◆ **Data**
[Start of section]

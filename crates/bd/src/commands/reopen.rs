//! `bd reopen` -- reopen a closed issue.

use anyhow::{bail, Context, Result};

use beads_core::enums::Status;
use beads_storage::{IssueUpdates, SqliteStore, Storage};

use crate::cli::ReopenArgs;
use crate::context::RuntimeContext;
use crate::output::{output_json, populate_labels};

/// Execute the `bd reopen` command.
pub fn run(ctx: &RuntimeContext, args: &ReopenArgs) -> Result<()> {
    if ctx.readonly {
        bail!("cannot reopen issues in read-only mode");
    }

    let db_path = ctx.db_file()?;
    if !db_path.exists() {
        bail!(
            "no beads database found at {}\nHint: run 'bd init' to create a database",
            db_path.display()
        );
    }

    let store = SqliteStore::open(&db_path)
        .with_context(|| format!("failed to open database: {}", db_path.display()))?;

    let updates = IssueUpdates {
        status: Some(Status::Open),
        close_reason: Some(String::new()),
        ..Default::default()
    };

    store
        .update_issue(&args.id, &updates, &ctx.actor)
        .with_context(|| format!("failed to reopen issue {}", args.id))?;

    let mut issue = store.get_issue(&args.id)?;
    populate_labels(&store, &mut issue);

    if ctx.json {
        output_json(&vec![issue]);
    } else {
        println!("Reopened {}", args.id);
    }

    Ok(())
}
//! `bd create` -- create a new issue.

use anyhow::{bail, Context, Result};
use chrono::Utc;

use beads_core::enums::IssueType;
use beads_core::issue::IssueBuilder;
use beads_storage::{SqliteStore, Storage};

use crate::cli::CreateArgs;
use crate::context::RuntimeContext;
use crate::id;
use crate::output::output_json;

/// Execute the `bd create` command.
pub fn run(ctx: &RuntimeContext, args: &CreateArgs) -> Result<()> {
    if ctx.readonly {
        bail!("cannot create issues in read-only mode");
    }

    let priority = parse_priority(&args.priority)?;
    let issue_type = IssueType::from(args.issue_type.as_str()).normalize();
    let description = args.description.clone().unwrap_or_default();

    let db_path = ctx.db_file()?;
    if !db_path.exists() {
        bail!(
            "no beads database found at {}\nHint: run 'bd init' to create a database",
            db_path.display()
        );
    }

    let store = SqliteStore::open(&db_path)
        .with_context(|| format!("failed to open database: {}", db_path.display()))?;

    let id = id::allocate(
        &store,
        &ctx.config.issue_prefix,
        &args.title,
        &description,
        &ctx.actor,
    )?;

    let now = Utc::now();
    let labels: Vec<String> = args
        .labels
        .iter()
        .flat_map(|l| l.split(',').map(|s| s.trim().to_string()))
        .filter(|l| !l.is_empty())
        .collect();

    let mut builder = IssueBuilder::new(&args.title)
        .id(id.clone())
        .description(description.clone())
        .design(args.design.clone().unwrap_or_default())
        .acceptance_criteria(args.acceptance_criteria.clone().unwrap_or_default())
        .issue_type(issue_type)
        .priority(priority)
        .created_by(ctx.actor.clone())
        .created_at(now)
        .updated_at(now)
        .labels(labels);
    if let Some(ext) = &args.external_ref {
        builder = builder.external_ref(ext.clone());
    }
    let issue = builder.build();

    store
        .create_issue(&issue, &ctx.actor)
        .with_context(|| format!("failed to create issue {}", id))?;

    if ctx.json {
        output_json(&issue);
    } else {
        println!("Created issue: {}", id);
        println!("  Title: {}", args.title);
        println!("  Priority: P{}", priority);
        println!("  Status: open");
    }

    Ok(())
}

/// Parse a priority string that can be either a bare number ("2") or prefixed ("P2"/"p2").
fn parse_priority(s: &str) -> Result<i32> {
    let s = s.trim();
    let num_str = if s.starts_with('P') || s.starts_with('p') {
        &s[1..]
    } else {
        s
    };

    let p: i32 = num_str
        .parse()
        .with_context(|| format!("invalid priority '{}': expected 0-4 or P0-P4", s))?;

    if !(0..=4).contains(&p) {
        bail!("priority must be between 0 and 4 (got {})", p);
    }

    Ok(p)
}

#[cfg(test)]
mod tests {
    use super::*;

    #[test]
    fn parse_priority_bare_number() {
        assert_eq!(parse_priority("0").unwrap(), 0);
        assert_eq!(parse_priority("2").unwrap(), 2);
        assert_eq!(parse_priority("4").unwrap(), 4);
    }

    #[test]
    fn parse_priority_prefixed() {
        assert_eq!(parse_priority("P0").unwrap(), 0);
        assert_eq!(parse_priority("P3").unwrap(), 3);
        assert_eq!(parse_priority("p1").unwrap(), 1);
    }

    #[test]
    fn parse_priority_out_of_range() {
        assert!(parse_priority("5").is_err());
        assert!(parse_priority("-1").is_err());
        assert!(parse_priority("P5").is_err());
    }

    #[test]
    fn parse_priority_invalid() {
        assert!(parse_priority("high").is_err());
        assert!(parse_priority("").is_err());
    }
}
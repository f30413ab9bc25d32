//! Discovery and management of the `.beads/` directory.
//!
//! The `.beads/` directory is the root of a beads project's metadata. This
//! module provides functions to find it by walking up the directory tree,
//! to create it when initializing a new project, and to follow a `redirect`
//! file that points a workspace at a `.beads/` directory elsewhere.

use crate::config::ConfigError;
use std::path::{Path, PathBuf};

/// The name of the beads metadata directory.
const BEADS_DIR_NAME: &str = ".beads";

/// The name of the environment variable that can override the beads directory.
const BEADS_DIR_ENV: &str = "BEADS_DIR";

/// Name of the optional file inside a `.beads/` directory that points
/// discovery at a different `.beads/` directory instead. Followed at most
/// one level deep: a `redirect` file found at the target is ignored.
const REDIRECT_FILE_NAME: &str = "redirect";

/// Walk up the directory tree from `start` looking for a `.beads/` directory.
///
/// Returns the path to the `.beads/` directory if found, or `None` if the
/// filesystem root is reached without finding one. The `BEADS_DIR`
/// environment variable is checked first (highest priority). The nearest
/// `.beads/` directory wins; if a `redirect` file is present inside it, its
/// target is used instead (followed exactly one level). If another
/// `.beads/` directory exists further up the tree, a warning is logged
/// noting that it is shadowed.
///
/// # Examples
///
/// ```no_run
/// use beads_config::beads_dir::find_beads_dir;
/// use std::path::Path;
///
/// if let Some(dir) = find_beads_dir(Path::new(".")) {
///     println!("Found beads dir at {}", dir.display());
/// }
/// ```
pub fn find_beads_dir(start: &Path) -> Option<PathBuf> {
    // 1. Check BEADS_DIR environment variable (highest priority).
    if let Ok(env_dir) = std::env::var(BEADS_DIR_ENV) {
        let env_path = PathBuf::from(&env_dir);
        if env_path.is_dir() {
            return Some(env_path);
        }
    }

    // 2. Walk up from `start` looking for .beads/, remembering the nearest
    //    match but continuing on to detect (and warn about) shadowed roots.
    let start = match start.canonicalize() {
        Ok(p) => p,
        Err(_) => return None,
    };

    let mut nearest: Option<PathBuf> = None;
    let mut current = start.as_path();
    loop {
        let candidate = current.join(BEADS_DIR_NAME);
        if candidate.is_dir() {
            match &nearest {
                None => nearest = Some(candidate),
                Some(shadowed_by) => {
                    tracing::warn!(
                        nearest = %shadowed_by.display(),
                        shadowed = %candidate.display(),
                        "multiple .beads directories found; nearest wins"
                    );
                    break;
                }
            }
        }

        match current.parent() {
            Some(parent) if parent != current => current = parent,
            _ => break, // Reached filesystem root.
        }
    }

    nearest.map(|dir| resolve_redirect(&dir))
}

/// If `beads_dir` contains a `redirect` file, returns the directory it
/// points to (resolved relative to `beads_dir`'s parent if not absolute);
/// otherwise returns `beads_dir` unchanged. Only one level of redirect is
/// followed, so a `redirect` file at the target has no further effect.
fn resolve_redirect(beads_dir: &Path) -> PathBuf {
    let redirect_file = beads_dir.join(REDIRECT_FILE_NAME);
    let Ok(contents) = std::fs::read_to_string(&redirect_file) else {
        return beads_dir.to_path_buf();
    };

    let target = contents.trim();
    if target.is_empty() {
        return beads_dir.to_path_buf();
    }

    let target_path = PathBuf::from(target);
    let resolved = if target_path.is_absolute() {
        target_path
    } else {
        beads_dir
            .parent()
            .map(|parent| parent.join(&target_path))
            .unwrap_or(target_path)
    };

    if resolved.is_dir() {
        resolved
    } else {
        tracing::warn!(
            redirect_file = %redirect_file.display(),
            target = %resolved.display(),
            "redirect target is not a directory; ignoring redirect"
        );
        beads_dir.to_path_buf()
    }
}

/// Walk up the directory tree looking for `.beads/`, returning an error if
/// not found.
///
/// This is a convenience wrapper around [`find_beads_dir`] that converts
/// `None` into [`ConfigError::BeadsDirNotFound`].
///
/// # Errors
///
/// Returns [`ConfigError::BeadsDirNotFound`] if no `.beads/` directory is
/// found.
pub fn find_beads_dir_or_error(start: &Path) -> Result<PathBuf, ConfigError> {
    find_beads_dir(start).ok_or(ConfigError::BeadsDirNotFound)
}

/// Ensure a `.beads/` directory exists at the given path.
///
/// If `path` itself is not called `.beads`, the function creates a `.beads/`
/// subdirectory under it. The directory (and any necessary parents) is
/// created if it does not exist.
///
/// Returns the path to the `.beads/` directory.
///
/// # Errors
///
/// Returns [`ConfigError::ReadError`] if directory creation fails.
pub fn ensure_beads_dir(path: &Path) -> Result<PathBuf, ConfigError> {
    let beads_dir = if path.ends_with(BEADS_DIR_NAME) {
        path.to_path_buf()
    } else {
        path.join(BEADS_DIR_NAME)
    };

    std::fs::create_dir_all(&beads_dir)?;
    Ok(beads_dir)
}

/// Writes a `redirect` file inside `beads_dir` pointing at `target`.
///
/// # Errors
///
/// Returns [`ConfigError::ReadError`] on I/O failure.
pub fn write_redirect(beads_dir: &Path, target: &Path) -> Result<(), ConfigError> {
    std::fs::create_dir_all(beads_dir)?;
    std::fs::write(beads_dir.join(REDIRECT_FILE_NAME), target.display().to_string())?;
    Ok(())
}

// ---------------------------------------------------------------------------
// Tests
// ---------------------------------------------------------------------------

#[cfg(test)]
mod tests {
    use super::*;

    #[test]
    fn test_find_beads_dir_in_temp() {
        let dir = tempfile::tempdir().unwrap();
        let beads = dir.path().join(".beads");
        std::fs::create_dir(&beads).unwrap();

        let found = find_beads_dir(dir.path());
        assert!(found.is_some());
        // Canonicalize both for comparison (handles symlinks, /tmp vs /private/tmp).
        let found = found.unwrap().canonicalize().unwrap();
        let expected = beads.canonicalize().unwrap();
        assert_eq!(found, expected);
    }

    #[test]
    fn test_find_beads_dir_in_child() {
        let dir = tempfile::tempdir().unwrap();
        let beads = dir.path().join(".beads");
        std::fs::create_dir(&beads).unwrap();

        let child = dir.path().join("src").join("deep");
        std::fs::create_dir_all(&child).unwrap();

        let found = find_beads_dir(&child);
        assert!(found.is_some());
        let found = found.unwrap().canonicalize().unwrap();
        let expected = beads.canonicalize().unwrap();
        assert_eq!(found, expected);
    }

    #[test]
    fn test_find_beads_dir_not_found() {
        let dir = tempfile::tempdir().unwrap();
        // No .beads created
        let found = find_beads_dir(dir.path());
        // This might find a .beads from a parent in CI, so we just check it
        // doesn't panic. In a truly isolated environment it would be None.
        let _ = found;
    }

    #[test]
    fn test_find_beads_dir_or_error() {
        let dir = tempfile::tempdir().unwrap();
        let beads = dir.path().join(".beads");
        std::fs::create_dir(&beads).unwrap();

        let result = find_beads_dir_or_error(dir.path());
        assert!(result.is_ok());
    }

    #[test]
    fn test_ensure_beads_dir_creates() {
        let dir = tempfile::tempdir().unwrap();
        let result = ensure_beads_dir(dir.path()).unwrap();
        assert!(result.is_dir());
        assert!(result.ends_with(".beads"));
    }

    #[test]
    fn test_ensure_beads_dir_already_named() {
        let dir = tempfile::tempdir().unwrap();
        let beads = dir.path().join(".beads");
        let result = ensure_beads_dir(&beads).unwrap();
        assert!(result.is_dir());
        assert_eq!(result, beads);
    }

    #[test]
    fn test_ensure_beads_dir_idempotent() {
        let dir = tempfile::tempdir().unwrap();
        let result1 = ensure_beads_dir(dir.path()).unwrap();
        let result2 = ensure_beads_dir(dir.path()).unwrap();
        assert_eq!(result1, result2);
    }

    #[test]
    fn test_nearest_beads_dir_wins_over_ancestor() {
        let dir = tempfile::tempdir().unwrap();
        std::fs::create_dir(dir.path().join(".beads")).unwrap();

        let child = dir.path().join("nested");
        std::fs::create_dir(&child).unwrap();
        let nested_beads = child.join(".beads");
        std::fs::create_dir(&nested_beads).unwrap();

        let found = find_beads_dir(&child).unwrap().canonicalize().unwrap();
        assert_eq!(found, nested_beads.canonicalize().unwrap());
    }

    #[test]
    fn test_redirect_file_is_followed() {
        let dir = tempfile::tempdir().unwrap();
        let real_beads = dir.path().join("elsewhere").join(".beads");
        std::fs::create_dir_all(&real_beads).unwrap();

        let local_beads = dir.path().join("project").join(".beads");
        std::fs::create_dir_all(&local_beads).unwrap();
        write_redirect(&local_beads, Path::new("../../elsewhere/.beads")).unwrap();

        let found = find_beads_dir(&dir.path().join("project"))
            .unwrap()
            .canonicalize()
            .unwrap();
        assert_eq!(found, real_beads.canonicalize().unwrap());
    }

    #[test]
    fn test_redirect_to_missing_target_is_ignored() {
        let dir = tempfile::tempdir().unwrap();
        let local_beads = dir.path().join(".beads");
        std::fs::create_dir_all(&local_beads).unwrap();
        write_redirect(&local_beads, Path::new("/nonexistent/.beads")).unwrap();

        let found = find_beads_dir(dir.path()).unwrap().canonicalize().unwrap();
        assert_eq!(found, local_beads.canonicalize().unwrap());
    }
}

[End of section]

◆ **About this exercise**
Copy every line above that includes the string "ReopenArgs".

◆ **Result below**
use crate::cli::ReopenArgs;
pub fn run(ctx: &RuntimeContext, args: &ReopenArgs) -> Result<()> {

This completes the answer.